Knife Hadoop

This is a Chef Knife plugin for Hadoop. This plugin gives knife the ability to provision, list, and manage Hadoop for Operators.

Version 0.1.0 Chef 11.x

Version 0.0.9

Added PostgreSQL port option General clean up

Version 0.0.8

Bug Fixes.

Features:

HDFS APIs (currently supported) using the ruby webhdfs gem: https://github.com/kzk/webhdfs. Extensions to webhdfs will be hosted at https://github.com/murraju/webhdfs

a. List Directories and Files
b. Snapshot metadata information to a database (PostgreSQL or Sqlite). Useful for reporting and audits
c. Create Directories and Files
d. Update Files
e. Read Files

MapReduce APIs supported using the awesome work done by huahin: https://github.com/huahin

a. Start/List/Kill MapReduce Jobs by JobID and JobName

Issues:

  1. The WebHDFS gem has bugs on net-http for create/delete.
  2. Not all methods are exposed.
  3. HDFS usage still in development.

Installation

Be sure you are running the latest version Chef. Versions earlier than 0.10.0 don't support plugins:

$ gem install chef

This plugin is distributed as a Ruby Gem. To install it, run:

$ gem install knife-hadoop

Depending on your system's configuration, you may need to run this command with root privileges.

Configuration

In order to communicate with Hadoop and other APIs, you will have to set parameters. The easiest way to accomplish this is to create some entries in your knife.rb file:

knife[:namenode_host]       = "namenode"
knife[:namenode_port]       = "port"
knife[:namenode_username]   = "namenode_username"
knife[:mapred_mgmt_host]    = "mapred_mgmt_host"
knife[:mapred_mgmt_port]    = "mapred_mgmt_port"
knife[:db_type]             = "db_type"
knife[:db_username]         = "dbusername"
knife[:db_password]         = "dbpassword"
knife[:db_host]             = "dbhost"
knife[:db_host]             = "port"
knife[:db]                  = "db"

If your knife.rb file will be checked into a SCM system (ie readable by others) you may want to read the values from environment variables:

knife[:namenode_host]       = "#{ENV['NAMENODE_HOST']}"
knife[:namenode_port]       = "#{ENV['NAMENODE_PORT']}"
knife[:namenode_username]   = "#{ENV['NAMENODE_USERNAME']}"
knife[:mapred_mgmt_host]    = "#{ENV['MAPRED_MGMT_HOST']}"
knife[:mapred_mgmt_port]    = "#{ENV['MAPRED_MGMT_PORT']}"
knife[:db_type]             = "#{ENV['DB_TYPE']}"
knife[:db_username]         = "#{ENV['DB_USERNAME']}"
knife[:db_password]         = "#{ENV['DB_PASSWORD']}"
knife[:db_host]             = "#{ENV['DB_HOST']}"
knife[:db_host]             = "#{ENV['DB_PORT']}"
knife[:db]                  = "#{ENV['DB']}"

License

Author:: Murali Raju [email protected]

Copyright:: Copyright (c) 2012 Murali Raju [email protected]

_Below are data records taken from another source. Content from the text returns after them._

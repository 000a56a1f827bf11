// ABOUTME: Publishes this instance's heartbeat and reads the cluster's liveness view.
// ABOUTME: Registry entries whose last update is too old are pruned on read.

use std::sync::Arc;
use std::sync::atomic::{AtomicU32, Ordering};
use std::time::Duration;

use parking_lot::Mutex;
use serde::{Deserialize, Serialize};
use sysinfo::{Pid, ProcessRefreshKind, ProcessesToUpdate, System};
use tokio::sync::watch;
use tokio::task::JoinHandle;
use tracing::{debug, info, warn};

use super::local_hostname;
use crate::clock::SharedClock;
use crate::config::HealthConfig;
use crate::error::{ErrorKind, StoreError};
use crate::store::{SharedStore, keys};

/// One heartbeat, stored under the instance's health key with a TTL.
#[derive(Debug, Clone, PartialEq, Serialize, Deserialize)]
pub struct HealthSnapshot {
    pub instance_id: String,
    pub timestamp: u64,
    pub uptime_ms: u64,
    pub pid: u32,
    pub active_requests: u32,
    /// Resident set size, where the platform exposes it.
    pub memory_rss_bytes: Option<u64>,
    /// Process CPU usage since the previous snapshot; 100.0 is one core.
    pub cpu_usage_percent: Option<f32>,
}

/// Persistent registry record for one instance.
#[derive(Debug, Clone, PartialEq, Serialize, Deserialize)]
pub struct InstanceRegistryEntry {
    pub hostname: String,
    pub pid: u32,
    pub start_time: u64,
    pub last_update: u64,
}

/// Liveness of one registered instance.
#[derive(Debug, Clone, PartialEq, Serialize, Deserialize)]
pub struct InstanceHealth {
    pub instance_id: String,
    /// The instance's health key has not expired.
    pub alive: bool,
    pub entry: InstanceRegistryEntry,
    pub snapshot: Option<HealthSnapshot>,
}

#[derive(Debug, Clone, PartialEq, Serialize, Deserialize)]
pub struct HealthSummary {
    pub self_health: HealthSnapshot,
    pub alive: usize,
    pub total: usize,
    pub instances: Vec<InstanceHealth>,
}

/// Heartbeat publisher and cluster liveness reader.
pub struct HealthMonitor {
    store: SharedStore,
    instance_id: String,
    key_prefix: String,
    config: HealthConfig,
    clock: SharedClock,
    hostname: String,
    started_at: u64,
    active_requests: AtomicU32,
    pid: Pid,
    system: Mutex<System>,
    shutdown_tx: watch::Sender<bool>,
    task: Mutex<Option<JoinHandle<()>>>,
}

impl HealthMonitor {
    pub fn new(
        store: SharedStore,
        instance_id: impl Into<String>,
        config: HealthConfig,
        key_prefix: impl Into<String>,
        clock: SharedClock,
    ) -> Self {
        let (shutdown_tx, _) = watch::channel(false);
        let started_at = clock.now_ms();
        Self {
            store,
            instance_id: instance_id.into(),
            key_prefix: key_prefix.into(),
            config,
            clock,
            hostname: local_hostname(),
            started_at,
            active_requests: AtomicU32::new(0),
            pid: Pid::from_u32(std::process::id()),
            system: Mutex::new(System::new()),
            shutdown_tx,
            task: Mutex::new(None),
        }
    }

    pub fn instance_id(&self) -> &str {
        &self.instance_id
    }

    /// Report the number of in-flight requests in the next heartbeat.
    pub fn set_active_requests(&self, active: u32) {
        self.active_requests.store(active, Ordering::Relaxed);
    }

    /// This instance's health as of now, without touching the store.
    pub fn current_snapshot(&self) -> HealthSnapshot {
        let now = self.clock.now_ms();
        let (memory_rss_bytes, cpu_usage_percent) = self.sample_process();
        HealthSnapshot {
            instance_id: self.instance_id.clone(),
            timestamp: now,
            uptime_ms: now.saturating_sub(self.started_at),
            pid: self.pid.as_u32(),
            active_requests: self.active_requests.load(Ordering::Relaxed),
            memory_rss_bytes,
            cpu_usage_percent,
        }
    }

    /// Memory and CPU of this process. CPU reads 0 on the first sample.
    fn sample_process(&self) -> (Option<u64>, Option<f32>) {
        let mut system = self.system.lock();
        system.refresh_processes_specifics(
            ProcessesToUpdate::Some(&[self.pid]),
            true,
            ProcessRefreshKind::new().with_cpu().with_memory(),
        );
        match system.process(self.pid) {
            Some(process) => (Some(process.memory()), Some(process.cpu_usage())),
            None => (None, None),
        }
    }

    /// Write one heartbeat and refresh the registry entry.
    pub async fn publish(&self) -> Result<HealthSnapshot, StoreError> {
        let snapshot = self.current_snapshot();
        let health_key = keys::health_key(&self.key_prefix, &self.instance_id);
        self.store
            .set(
                &health_key,
                &serde_json::to_string(&snapshot)?,
                Some(Duration::from_millis(self.config.health_ttl_ms)),
            )
            .await?;

        let entry = InstanceRegistryEntry {
            hostname: self.hostname.clone(),
            pid: snapshot.pid,
            start_time: self.started_at,
            last_update: snapshot.timestamp,
        };
        self.store
            .hash_set(
                &keys::registry_key(&self.key_prefix),
                &self.instance_id,
                &serde_json::to_string(&entry)?,
            )
            .await?;
        Ok(snapshot)
    }

    /// Publish immediately, then keep publishing every heartbeat interval.
    ///
    /// The first heartbeat must succeed; later failures are logged and
    /// retried on the next tick. Calling `start` while running is a no-op.
    pub async fn start(self: &Arc<Self>) -> Result<(), StoreError> {
        if self.task.lock().as_ref().is_some_and(|t| !t.is_finished()) {
            return Ok(());
        }
        self.publish().await?;
        self.shutdown_tx.send_replace(false);

        let monitor = Arc::clone(self);
        let mut shutdown = self.shutdown_tx.subscribe();
        let period = Duration::from_millis(self.config.heartbeat_interval_ms);
        let handle = tokio::spawn(async move {
            let mut ticker = tokio::time::interval(period);
            ticker.set_missed_tick_behavior(tokio::time::MissedTickBehavior::Delay);
            ticker.tick().await;
            loop {
                tokio::select! {
                    changed = shutdown.changed() => {
                        if changed.is_err() || *shutdown.borrow() {
                            break;
                        }
                    }
                    _ = ticker.tick() => {
                        if let Err(e) = monitor.publish().await {
                            warn!(
                                instance_id = %monitor.instance_id,
                                kind = %ErrorKind::CoordinationStoreUnavailable,
                                error = %e,
                                "heartbeat failed"
                            );
                        }
                    }
                }
            }
            debug!(instance_id = %monitor.instance_id, "heartbeat loop stopped");
        });
        *self.task.lock() = Some(handle);
        info!(instance_id = %self.instance_id, "health monitor started");
        Ok(())
    }

    /// Stop the heartbeat loop and wait for it to exit.
    pub async fn stop(&self) {
        self.shutdown_tx.send_replace(true);
        let handle = self.task.lock().take();
        if let Some(handle) = handle {
            let _ = handle.await;
        }
    }

    /// Every registered instance, sorted by id.
    ///
    /// Entries not updated within `dead_instance_threshold_ms` are removed
    /// from the registry and left out of the result.
    pub async fn get_all_instances_health(&self) -> Result<Vec<InstanceHealth>, StoreError> {
        let registry_key = keys::registry_key(&self.key_prefix);
        let now = self.clock.now_ms();
        let mut instances = Vec::new();

        for (instance_id, raw) in self.store.hash_get_all(&registry_key).await? {
            let entry = match serde_json::from_str::<InstanceRegistryEntry>(&raw) {
                Ok(entry) => entry,
                Err(e) => {
                    warn!(
                        instance_id = %instance_id,
                        error = %e,
                        "skipping malformed registry entry"
                    );
                    continue;
                }
            };

            let health_key = keys::health_key(&self.key_prefix, &instance_id);
            if now.saturating_sub(entry.last_update) > self.config.dead_instance_threshold_ms {
                self.store.hash_delete(&registry_key, &instance_id).await?;
                self.store.delete(&health_key).await?;
                info!(
                    instance_id = %instance_id,
                    last_update = entry.last_update,
                    "pruned dead instance"
                );
                continue;
            }

            let raw_health = self.store.get(&health_key).await?;
            let snapshot = raw_health
                .as_deref()
                .and_then(|raw| serde_json::from_str::<HealthSnapshot>(raw).ok());
            instances.push(InstanceHealth {
                instance_id,
                alive: raw_health.is_some(),
                entry,
                snapshot,
            });
        }

        instances.sort_by(|a, b| a.instance_id.cmp(&b.instance_id));
        Ok(instances)
    }

    /// This instance's snapshot plus cluster alive/total counts.
    pub async fn get_health_summary(&self) -> Result<HealthSummary, StoreError> {
        let instances = self.get_all_instances_health().await?;
        Ok(HealthSummary {
            self_health: self.current_snapshot(),
            alive: instances.iter().filter(|i| i.alive).count(),
            total: instances.len(),
            instances,
        })
    }

    /// Stop heartbeating and remove this instance from the cluster view.
    pub async fn cleanup(&self) -> Result<(), StoreError> {
        self.stop().await;
        self.store
            .hash_delete(&keys::registry_key(&self.key_prefix), &self.instance_id)
            .await?;
        self.store
            .delete(&keys::health_key(&self.key_prefix, &self.instance_id))
            .await?;
        info!(instance_id = %self.instance_id, "deregistered");
        Ok(())
    }
}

License:: Apache License, Version 2.0

Licensed under the Apache License, Version 2.0 (the "License"); you may not use this file except in compliance with the License. You may obtain a copy of the License at

http://www.apache.org/licenses/LICENSE-2.0

Unless required by applicable law or agreed to in writing, software distributed under the License is distributed on an "AS IS" BASIS, WITHOUT WARRANTIES OR CONDITIONS OF ANY KIND, either express or implied. See the License for the specific language governing permissions and limitations under the License.